WHAT THE TASK REQUIRES: Examine the entries and show every line in which the word "impl" is found.

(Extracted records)
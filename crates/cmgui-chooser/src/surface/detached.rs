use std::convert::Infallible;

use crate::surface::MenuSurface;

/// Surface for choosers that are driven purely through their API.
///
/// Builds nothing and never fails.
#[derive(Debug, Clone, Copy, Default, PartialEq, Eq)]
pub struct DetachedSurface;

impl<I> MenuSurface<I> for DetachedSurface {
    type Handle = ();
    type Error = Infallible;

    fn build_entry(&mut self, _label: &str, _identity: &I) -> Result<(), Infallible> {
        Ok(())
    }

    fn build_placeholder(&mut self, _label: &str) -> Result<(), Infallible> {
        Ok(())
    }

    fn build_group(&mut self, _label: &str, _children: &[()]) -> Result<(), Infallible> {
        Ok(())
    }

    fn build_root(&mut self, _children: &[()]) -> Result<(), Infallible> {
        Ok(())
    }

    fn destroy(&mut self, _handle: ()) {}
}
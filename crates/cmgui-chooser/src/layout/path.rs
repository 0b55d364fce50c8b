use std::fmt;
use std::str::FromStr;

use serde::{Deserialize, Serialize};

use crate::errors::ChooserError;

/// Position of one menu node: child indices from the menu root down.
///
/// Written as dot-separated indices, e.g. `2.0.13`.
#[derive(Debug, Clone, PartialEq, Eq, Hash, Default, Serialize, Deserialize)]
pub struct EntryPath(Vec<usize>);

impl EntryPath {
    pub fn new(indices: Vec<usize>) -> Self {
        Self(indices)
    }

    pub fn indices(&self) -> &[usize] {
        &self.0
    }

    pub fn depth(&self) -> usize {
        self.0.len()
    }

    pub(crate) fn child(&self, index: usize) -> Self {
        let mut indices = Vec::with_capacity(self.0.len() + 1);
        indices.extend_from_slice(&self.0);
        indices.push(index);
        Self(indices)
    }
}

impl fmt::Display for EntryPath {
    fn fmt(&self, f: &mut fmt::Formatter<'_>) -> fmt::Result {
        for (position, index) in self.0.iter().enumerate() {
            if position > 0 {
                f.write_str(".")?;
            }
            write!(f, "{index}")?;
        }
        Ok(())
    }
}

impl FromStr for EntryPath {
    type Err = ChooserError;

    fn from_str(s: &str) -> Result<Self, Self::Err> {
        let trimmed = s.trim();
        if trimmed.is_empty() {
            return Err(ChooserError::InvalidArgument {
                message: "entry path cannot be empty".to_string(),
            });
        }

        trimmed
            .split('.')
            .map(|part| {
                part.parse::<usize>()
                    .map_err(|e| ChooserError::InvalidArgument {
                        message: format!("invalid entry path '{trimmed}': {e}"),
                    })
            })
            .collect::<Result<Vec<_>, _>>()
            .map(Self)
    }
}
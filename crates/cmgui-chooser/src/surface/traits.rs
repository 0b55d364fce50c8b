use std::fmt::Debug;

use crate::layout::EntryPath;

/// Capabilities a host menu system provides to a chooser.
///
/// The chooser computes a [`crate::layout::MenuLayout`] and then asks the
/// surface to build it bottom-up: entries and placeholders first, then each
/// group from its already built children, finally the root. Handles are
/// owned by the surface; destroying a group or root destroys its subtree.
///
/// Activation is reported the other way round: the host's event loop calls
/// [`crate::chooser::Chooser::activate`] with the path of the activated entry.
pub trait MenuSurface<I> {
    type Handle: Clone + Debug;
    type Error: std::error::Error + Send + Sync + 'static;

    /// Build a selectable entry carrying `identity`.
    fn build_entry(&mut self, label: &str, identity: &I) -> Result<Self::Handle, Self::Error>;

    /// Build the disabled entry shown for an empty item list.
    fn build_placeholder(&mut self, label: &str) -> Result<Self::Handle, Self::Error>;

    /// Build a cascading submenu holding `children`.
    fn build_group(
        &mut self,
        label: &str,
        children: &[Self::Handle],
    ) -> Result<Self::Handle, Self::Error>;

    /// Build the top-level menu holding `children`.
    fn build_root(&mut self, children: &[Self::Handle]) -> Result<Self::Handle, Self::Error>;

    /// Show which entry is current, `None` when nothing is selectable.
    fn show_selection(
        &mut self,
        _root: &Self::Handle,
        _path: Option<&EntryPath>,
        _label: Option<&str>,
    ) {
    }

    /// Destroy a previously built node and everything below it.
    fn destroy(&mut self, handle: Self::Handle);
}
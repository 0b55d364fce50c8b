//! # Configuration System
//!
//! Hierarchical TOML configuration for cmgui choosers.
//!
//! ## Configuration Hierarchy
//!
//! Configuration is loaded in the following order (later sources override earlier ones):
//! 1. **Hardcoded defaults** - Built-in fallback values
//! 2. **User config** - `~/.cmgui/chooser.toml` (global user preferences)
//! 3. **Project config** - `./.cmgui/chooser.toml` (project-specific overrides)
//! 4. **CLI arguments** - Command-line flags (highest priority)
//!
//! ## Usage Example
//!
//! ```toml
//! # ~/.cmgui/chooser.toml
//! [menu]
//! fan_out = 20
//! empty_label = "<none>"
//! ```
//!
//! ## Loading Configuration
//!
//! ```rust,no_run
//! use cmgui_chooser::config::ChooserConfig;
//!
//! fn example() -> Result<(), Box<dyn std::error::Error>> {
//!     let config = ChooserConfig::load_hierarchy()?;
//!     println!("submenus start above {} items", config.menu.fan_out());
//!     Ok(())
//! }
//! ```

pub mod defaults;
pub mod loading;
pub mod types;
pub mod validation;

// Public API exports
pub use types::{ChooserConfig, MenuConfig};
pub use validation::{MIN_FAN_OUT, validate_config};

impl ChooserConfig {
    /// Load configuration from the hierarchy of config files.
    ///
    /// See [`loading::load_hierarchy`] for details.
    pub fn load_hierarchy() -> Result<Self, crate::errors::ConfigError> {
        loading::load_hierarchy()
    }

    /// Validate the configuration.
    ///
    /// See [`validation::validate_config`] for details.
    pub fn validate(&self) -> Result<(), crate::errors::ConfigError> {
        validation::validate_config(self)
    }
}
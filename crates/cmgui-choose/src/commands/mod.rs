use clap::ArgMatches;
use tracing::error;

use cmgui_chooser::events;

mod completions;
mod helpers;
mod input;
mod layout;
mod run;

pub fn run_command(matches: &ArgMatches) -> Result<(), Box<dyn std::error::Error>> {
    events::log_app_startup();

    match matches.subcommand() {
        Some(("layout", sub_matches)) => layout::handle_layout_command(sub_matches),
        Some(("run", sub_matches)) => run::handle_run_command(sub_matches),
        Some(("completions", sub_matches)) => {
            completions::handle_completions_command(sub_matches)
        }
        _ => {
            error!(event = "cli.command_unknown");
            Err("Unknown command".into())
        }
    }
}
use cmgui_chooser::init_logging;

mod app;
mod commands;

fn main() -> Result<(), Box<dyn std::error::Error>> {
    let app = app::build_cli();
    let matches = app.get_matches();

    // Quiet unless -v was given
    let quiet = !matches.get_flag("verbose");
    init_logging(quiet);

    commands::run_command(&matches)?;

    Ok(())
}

==

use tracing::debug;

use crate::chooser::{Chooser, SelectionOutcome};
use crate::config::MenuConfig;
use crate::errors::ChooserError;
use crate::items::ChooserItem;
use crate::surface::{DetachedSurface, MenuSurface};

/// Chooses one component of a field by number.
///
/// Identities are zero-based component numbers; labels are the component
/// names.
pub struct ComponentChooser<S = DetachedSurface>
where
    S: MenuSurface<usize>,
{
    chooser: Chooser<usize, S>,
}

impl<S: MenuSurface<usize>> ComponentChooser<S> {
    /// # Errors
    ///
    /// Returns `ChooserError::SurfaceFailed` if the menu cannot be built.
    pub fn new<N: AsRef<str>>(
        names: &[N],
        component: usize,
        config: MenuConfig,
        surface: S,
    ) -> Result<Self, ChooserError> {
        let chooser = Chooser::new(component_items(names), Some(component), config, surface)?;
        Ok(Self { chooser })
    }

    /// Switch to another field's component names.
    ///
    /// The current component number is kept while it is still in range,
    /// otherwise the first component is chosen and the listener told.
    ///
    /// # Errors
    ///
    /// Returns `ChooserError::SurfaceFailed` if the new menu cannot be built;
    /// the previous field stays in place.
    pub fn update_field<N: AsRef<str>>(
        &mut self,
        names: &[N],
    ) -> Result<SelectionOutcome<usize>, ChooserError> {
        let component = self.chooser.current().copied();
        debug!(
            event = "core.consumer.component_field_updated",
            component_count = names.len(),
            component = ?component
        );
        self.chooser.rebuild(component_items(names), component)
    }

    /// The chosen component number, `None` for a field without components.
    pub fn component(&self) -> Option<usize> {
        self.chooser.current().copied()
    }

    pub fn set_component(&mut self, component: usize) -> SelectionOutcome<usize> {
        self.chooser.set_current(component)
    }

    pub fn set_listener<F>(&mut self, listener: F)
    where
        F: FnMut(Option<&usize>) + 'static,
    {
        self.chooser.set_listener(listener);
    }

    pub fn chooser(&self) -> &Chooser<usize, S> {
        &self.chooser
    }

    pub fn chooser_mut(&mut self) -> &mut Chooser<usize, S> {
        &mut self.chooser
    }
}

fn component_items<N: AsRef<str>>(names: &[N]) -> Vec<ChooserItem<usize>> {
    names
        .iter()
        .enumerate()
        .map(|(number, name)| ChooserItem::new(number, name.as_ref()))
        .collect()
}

REPLY:
impl<I> MenuSurface<I> for DetachedSurface {
impl EntryPath {
impl fmt::Display for EntryPath {
impl FromStr for EntryPath {
impl ChooserConfig {
impl<S: MenuSurface<usize>> ComponentChooser<S> {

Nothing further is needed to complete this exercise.